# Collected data
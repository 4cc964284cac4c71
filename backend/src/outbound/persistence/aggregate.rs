//! Recipe aggregate assembly.
//!
//! Turns a batch of root rows into complete [`Recipe`] values with a fixed
//! number of relation queries, whatever the batch size. Relation rows are
//! grouped by owner in one pass and joined purely on ids.

use std::collections::{BTreeSet, HashMap};

use url::Url;

use super::diesel_helpers::group_by;
use super::models::{IngredientNutrientRow, IngredientRow, RecipeRow, StepIngredientRow};
use super::relation_loader::RelationSource;
use super::votes::load_recipe_votes;
use crate::domain::ports::StoreError;
use crate::domain::{
    Ingredient, IngredientNutrient, Recipe, RecipeImage, RecipeStep, StepIngredient, Tag, UserId,
};

/// Assemble full recipes for `roots`, preserving their order.
///
/// `viewer` decides whose own vote is reported; without one, own votes are
/// zero and the own-vote query is skipped.
pub(crate) async fn assemble_recipes<S>(
    source: &mut S,
    roots: Vec<RecipeRow>,
    viewer: Option<UserId>,
) -> Result<Vec<Recipe>, StoreError>
where
    S: RelationSource + ?Sized,
{
    if roots.is_empty() {
        return Ok(Vec::new());
    }
    let ids: Vec<i64> = roots.iter().map(|root| root.id).collect();

    let mut tags = group_by(source.tags_for(&ids).await?, |(recipe, _)| *recipe);
    let mut images = group_by(source.images_for(&ids).await?, |row| row.recipe_id);
    let steps = source.steps_for(&ids).await?;
    let step_ingredients = source.step_ingredients_for(&ids).await?;
    let ingredients = populate_step_ingredients(source, &step_ingredients).await?;
    let mut ingredients_by_step = group_by(step_ingredients, |row| row.step_id);
    let votes = load_recipe_votes(source, viewer, &ids).await?;

    let mut steps_by_recipe = group_by(
        steps.into_iter().map(|step| {
            let step_lines = ingredients_by_step
                .remove(&step.id)
                .unwrap_or_default()
                .into_iter()
                .filter_map(|line| {
                    ingredients
                        .get(&line.ingredient.id)
                        .map(|ingredient| StepIngredient {
                            unit: line.unit.into(),
                            ingredient: ingredient.clone(),
                            amount: line.amount,
                        })
                })
                .collect();
            (
                step.recipe_id,
                RecipeStep {
                    id: step.id,
                    instructions: step.instructions,
                    ingredients: step_lines,
                },
            )
        }),
        |(recipe, _)| *recipe,
    );

    roots
        .into_iter()
        .map(|root| {
            let recipe_id = root.recipe_id();
            let attached = images
                .remove(&root.id)
                .unwrap_or_default()
                .into_iter()
                .map(|row| {
                    Url::parse(&row.url)
                        .map(|url| RecipeImage { id: row.id, url })
                        .map_err(|err| {
                            StoreError::query(format!("image {} has an invalid url: {err}", row.id))
                        })
                })
                .collect::<Result<Vec<_>, _>>()?;
            Ok(Recipe {
                id: recipe_id,
                name: root.name,
                description: root.description,
                servings: root.servings,
                minutes: root.minutes,
                created_by: UserId::new(root.created_by),
                tags: tags
                    .remove(&root.id)
                    .unwrap_or_default()
                    .into_iter()
                    .map(|(_, tag)| Tag::from(tag))
                    .collect(),
                images: attached,
                steps: steps_by_recipe
                    .remove(&root.id)
                    .unwrap_or_default()
                    .into_iter()
                    .map(|(_, step)| step)
                    .collect(),
                votes: votes.get(&recipe_id).copied().unwrap_or_default(),
            })
        })
        .collect()
}

/// Attach nutrient profiles to ingredient rows, preserving their order.
pub(crate) async fn assemble_ingredients<S>(
    source: &mut S,
    rows: Vec<IngredientRow>,
) -> Result<Vec<Ingredient>, StoreError>
where
    S: RelationSource + ?Sized,
{
    let ids: Vec<i64> = rows.iter().map(|row| row.id).collect();
    let mut nutrients = load_nutrients(source, &ids).await?;
    Ok(rows
        .into_iter()
        .map(|row| Ingredient {
            id: row.id,
            name: row.name,
            nutrients: nutrients.remove(&row.id).unwrap_or_default(),
        })
        .collect())
}

/// Distinct ingredients referenced by `lines`, each with its nutrients.
async fn populate_step_ingredients<S>(
    source: &mut S,
    lines: &[StepIngredientRow],
) -> Result<HashMap<i64, Ingredient>, StoreError>
where
    S: RelationSource + ?Sized,
{
    let distinct: BTreeSet<i64> = lines.iter().map(|line| line.ingredient.id).collect();
    let ids: Vec<i64> = distinct.into_iter().collect();
    let mut nutrients = load_nutrients(source, &ids).await?;

    let mut ingredients = HashMap::with_capacity(ids.len());
    for line in lines {
        ingredients
            .entry(line.ingredient.id)
            .or_insert_with(|| Ingredient {
                id: line.ingredient.id,
                name: line.ingredient.name.clone(),
                nutrients: nutrients.remove(&line.ingredient.id).unwrap_or_default(),
            });
    }
    Ok(ingredients)
}

async fn load_nutrients<S>(
    source: &mut S,
    ingredient_ids: &[i64],
) -> Result<HashMap<i64, Vec<IngredientNutrient>>, StoreError>
where
    S: RelationSource + ?Sized,
{
    if ingredient_ids.is_empty() {
        return Ok(HashMap::new());
    }
    let rows = source.nutrients_for(ingredient_ids).await?;
    let grouped = group_by(rows, |row: &IngredientNutrientRow| row.ingredient_id);
    Ok(grouped
        .into_iter()
        .map(|(ingredient, rows)| {
            let nutrients = rows
                .into_iter()
                .map(|row| IngredientNutrient {
                    nutrient: row.nutrient.into(),
                    amount: row.amount,
                })
                .collect();
            (ingredient, nutrients)
        })
        .collect())
}
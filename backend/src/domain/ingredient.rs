//! Reference data shared across recipes: ingredients, nutrients and units.

use serde::{Deserialize, Serialize};

/// A nutrient tracked per ingredient (protein, fat, ...).
#[derive(Debug, Clone, PartialEq, Eq, Serialize, Deserialize)]
pub struct Nutrient {
    /// Nutrient id.
    pub id: i64,
    /// Display name.
    pub name: String,
    /// Unit-of-measure label, e.g. `g` or `kcal`.
    pub unit: String,
}

/// Amount of one nutrient contained in an ingredient.
#[derive(Debug, Clone, PartialEq, Serialize, Deserialize)]
pub struct IngredientNutrient {
    /// The nutrient.
    pub nutrient: Nutrient,
    /// Amount per reference quantity of the ingredient.
    pub amount: f64,
}

/// Ingredient with its nutrient profile.
#[derive(Debug, Clone, PartialEq, Serialize, Deserialize)]
pub struct Ingredient {
    /// Ingredient id.
    pub id: i64,
    /// Display name.
    pub name: String,
    /// Nutrient profile ordered by nutrient name.
    pub nutrients: Vec<IngredientNutrient>,
}

/// Measuring unit.
#[derive(Debug, Clone, PartialEq, Eq, Serialize, Deserialize)]
pub struct Unit {
    /// Unit id.
    pub id: i64,
    /// Display name, e.g. `tablespoon`.
    pub name: String,
    /// Optional abbreviation, e.g. `tbsp`.
    pub symbol: Option<String>,
}

/// Nutrient amount in an [`IngredientDraft`].
#[derive(Debug, Clone, Copy, PartialEq, Serialize, Deserialize)]
#[serde(rename_all = "camelCase")]
pub struct NutrientAmount {
    /// Referenced nutrient.
    pub nutrient_id: i64,
    /// Amount per reference quantity.
    pub amount: f64,
}

/// Write model for creating or replacing an ingredient.
#[derive(Debug, Clone, PartialEq, Serialize, Deserialize)]
pub struct IngredientDraft {
    /// Display name.
    pub name: String,
    /// Nutrient profile; replaces the stored profile on update.
    pub nutrients: Vec<NutrientAmount>,
}

/// Write model for creating or replacing a unit.
#[derive(Debug, Clone, PartialEq, Eq, Serialize, Deserialize)]
pub struct UnitDraft {
    /// Display name.
    pub name: String,
    /// Optional abbreviation.
    pub symbol: Option<String>,
}
//! Driven port for recipe votes.

use async_trait::async_trait;

use super::StoreError;
use crate::domain::{RecipeId, UserId};

/// Persistence contract for up/down votes. Each user holds at most one vote
/// per recipe; value checks happen in the service.
#[cfg_attr(test, mockall::automock)]
#[async_trait]
pub trait VoteRepository: Send + Sync {
    /// Cast or replace `user`'s vote on `recipe`.
    async fn add_vote(&self, recipe: RecipeId, user: UserId, vote: i16) -> Result<(), StoreError>;

    /// Withdraw `user`'s vote; a missing vote is not an error.
    async fn remove_vote(&self, recipe: RecipeId, user: UserId) -> Result<(), StoreError>;

    /// Sum of all votes on `recipe`; zero when nobody voted.
    async fn get_recipe_votes(&self, recipe: RecipeId) -> Result<i64, StoreError>;

    /// `user`'s vote on `recipe`; zero when they have not voted.
    async fn get_user_vote(&self, recipe: RecipeId, user: UserId) -> Result<i16, StoreError>;
}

# Task directions
Word for word, restate the lines of the data above that fall between the line holding "Result<HashMap<i64, Vec<IngredientNutrient>>, StoreError>" and the line holding "in an ingredient.", inclusive, and no other lines.

# Result of this task
) -> Result<HashMap<i64, Vec<IngredientNutrient>>, StoreError>
where
    S: RelationSource + ?Sized,
{
    if ingredient_ids.is_empty() {
        return Ok(HashMap::new());
    }
    let rows = source.nutrients_for(ingredient_ids).await?;
    let grouped = group_by(rows, |row: &IngredientNutrientRow| row.ingredient_id);
    Ok(grouped
        .into_iter()
        .map(|(ingredient, rows)| {
            let nutrients = rows
                .into_iter()
                .map(|row| IngredientNutrient {
                    nutrient: row.nutrient.into(),
                    amount: row.amount,
                })
                .collect();
            (ingredient, nutrients)
        })
        .collect())
}
filename backend/src/domain/ingredient.rs
//! Reference data shared across recipes: ingredients, nutrients and units.

use serde::{Deserialize, Serialize};

/// A nutrient tracked per ingredient (protein, fat, ...).
#[derive(Debug, Clone, PartialEq, Eq, Serialize, Deserialize)]
pub struct Nutrient {
    /// Nutrient id.
    pub id: i64,
    /// Display name.
    pub name: String,
    /// Unit-of-measure label, e.g. `g` or `kcal`.
    pub unit: String,
}

/// Amount of one nutrient contained in an ingredient.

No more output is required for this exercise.